* _TASK STATEMENT_
In the entries below, some lines hold the string "DemandState"; please say how many, giving the number and nothing else.

* _INFORMATION PROVIDED_
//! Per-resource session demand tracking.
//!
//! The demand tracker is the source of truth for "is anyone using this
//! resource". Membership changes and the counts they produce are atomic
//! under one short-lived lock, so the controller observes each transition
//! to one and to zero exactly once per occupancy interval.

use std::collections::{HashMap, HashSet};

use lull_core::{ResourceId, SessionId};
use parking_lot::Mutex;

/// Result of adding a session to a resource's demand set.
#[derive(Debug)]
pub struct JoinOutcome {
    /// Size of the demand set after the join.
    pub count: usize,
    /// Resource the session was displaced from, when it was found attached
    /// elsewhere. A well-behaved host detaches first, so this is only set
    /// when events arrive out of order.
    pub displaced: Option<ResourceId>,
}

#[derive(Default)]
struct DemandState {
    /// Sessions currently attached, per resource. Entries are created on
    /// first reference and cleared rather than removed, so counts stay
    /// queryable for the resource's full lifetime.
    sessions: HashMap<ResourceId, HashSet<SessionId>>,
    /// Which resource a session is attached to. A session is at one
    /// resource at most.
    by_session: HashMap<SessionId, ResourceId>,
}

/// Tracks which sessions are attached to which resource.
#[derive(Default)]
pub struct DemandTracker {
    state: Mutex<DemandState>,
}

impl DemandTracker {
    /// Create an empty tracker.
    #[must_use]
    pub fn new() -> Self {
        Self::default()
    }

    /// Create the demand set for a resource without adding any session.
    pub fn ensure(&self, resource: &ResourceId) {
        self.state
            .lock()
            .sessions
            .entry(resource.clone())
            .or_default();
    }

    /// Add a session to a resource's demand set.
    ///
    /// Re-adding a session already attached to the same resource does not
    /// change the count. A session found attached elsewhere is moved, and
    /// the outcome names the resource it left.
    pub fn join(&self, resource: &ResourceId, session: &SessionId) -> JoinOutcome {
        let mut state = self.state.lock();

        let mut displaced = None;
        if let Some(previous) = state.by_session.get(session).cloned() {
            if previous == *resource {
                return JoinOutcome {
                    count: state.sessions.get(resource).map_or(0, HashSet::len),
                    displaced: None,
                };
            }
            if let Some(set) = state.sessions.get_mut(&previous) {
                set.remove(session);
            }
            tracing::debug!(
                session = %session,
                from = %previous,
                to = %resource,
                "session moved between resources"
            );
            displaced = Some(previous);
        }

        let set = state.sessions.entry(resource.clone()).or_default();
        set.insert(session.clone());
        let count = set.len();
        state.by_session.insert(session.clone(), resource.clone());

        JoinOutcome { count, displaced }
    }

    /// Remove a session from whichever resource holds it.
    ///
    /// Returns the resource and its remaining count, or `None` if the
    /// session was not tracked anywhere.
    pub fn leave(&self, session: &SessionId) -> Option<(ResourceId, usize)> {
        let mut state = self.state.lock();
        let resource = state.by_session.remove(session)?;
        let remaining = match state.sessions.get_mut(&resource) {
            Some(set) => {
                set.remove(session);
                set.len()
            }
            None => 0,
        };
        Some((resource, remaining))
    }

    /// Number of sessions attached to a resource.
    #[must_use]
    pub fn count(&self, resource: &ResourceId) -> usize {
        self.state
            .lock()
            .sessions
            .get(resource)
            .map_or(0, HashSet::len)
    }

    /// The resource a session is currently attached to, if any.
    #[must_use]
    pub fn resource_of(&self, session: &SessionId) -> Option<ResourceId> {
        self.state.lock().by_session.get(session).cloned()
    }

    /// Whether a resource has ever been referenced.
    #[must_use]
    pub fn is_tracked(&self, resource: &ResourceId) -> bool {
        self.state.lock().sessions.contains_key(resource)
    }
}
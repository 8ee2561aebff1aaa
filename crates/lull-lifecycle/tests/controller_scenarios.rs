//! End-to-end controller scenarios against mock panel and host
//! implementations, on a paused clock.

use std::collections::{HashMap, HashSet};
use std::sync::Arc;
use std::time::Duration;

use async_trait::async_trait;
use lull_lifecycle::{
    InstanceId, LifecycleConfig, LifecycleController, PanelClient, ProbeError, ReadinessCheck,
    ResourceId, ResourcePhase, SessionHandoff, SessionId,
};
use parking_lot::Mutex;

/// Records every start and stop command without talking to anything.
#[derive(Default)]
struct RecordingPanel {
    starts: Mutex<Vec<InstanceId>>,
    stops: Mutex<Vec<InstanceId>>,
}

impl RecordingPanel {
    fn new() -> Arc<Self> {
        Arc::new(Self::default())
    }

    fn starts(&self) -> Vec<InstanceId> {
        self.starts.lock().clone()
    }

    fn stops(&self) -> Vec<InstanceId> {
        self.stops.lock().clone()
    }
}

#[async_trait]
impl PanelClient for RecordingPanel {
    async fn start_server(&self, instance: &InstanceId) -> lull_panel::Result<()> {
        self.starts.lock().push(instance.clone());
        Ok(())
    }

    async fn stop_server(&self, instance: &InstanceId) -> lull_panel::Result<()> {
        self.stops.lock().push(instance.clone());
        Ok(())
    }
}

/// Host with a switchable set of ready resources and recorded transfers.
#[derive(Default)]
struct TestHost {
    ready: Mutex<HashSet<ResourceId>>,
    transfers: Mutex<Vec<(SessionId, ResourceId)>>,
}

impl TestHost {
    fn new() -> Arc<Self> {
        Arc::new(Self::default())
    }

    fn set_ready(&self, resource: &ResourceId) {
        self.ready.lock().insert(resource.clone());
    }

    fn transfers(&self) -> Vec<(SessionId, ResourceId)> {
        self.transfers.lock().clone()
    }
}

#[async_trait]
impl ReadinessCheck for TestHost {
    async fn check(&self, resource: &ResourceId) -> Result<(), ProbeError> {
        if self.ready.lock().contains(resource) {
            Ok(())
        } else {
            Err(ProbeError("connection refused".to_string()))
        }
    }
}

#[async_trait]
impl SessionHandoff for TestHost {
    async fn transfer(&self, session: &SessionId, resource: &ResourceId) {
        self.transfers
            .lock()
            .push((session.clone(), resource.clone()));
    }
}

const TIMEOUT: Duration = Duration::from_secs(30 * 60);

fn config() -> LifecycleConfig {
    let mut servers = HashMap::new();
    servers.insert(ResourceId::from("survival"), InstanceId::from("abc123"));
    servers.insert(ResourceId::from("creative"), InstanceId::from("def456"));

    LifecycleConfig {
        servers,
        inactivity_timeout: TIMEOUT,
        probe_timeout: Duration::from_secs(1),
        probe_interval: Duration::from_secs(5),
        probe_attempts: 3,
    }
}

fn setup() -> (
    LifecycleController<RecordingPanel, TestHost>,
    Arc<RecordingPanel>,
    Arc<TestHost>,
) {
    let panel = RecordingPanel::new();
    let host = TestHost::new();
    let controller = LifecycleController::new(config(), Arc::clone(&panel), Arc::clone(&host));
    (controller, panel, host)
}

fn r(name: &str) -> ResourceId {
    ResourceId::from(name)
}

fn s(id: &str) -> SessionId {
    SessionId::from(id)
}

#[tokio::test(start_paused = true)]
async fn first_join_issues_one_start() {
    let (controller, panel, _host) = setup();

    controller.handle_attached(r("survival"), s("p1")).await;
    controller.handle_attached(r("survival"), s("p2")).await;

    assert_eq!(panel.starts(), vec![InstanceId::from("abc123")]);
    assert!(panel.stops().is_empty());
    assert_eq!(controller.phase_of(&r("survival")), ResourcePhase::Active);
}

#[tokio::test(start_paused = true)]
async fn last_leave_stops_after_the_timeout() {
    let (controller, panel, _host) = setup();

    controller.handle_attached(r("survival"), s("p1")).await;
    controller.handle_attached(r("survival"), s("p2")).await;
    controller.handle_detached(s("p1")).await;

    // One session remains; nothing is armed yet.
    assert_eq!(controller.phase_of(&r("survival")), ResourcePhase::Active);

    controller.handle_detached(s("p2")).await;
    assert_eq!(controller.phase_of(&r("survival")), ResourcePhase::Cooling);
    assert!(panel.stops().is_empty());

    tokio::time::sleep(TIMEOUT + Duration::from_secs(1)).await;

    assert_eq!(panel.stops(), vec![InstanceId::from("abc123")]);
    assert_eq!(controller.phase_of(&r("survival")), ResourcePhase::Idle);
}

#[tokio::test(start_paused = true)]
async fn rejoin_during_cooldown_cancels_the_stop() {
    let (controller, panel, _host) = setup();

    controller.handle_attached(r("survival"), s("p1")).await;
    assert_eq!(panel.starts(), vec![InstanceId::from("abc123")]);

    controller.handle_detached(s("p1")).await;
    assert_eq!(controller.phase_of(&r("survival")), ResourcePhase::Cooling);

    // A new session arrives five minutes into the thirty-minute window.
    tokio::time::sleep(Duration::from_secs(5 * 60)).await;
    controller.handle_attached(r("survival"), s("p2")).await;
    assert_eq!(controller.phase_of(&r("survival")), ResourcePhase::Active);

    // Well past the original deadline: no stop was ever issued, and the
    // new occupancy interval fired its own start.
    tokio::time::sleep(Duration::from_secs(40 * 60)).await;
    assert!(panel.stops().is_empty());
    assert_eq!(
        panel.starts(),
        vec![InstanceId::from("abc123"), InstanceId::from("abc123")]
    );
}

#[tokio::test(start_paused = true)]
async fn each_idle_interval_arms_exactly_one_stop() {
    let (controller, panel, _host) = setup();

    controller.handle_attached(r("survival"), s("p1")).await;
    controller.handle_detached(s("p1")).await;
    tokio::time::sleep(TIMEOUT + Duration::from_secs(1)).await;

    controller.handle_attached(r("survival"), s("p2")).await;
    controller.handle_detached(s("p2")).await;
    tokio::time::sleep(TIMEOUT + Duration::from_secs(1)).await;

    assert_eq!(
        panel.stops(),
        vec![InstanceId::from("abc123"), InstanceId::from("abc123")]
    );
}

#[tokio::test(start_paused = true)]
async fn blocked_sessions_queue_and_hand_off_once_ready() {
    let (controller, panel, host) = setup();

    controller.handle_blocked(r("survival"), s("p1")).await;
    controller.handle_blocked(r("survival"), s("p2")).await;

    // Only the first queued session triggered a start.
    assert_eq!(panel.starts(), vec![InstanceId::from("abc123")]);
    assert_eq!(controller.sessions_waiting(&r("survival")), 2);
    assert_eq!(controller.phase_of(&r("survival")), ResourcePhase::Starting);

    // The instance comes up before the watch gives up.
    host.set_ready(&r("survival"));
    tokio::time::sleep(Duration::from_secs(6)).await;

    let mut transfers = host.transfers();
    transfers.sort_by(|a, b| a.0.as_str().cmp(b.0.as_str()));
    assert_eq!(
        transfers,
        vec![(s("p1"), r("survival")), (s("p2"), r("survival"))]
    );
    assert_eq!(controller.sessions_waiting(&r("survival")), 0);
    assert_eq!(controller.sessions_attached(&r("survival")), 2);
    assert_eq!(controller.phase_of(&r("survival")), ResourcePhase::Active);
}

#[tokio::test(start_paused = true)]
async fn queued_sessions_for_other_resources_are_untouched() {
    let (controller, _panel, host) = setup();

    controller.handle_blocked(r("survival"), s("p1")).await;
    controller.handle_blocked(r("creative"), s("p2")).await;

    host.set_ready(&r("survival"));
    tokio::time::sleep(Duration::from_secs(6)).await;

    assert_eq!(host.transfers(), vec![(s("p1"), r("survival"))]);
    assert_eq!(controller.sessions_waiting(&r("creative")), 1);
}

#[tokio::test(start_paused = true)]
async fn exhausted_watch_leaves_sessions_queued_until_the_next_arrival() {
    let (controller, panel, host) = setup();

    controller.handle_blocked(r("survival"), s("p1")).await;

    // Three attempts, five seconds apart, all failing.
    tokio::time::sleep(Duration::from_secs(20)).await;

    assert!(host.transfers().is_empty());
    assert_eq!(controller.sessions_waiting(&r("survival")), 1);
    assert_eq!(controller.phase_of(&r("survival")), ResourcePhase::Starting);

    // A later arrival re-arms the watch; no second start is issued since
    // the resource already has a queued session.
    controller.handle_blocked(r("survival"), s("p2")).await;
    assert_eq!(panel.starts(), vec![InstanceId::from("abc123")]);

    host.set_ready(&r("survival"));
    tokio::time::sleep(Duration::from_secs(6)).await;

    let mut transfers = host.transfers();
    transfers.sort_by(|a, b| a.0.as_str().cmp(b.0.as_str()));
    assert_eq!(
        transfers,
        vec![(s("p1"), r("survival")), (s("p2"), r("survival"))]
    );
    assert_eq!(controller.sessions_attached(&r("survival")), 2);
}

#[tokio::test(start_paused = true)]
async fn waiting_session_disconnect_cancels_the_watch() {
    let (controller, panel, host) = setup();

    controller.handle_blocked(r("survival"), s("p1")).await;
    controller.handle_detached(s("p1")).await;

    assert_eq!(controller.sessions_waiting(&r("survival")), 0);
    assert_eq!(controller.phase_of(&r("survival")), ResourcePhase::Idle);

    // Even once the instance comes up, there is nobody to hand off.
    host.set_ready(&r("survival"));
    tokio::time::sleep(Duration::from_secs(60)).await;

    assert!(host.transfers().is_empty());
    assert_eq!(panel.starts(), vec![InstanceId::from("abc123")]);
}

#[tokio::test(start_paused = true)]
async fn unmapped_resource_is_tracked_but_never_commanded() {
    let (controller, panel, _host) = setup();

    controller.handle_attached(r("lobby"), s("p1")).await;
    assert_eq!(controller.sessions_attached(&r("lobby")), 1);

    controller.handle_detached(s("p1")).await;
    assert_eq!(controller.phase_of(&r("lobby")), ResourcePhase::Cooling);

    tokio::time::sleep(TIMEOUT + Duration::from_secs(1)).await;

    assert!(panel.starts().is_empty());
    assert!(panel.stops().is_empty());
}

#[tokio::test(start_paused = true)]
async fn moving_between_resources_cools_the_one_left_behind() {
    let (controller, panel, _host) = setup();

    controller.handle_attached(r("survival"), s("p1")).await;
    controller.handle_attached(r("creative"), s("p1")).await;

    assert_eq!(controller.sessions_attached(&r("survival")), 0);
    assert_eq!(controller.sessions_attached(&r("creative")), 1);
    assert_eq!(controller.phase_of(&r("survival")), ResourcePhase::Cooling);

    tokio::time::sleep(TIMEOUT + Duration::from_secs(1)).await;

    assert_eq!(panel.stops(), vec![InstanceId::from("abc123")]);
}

* _FINISHED TASK_
2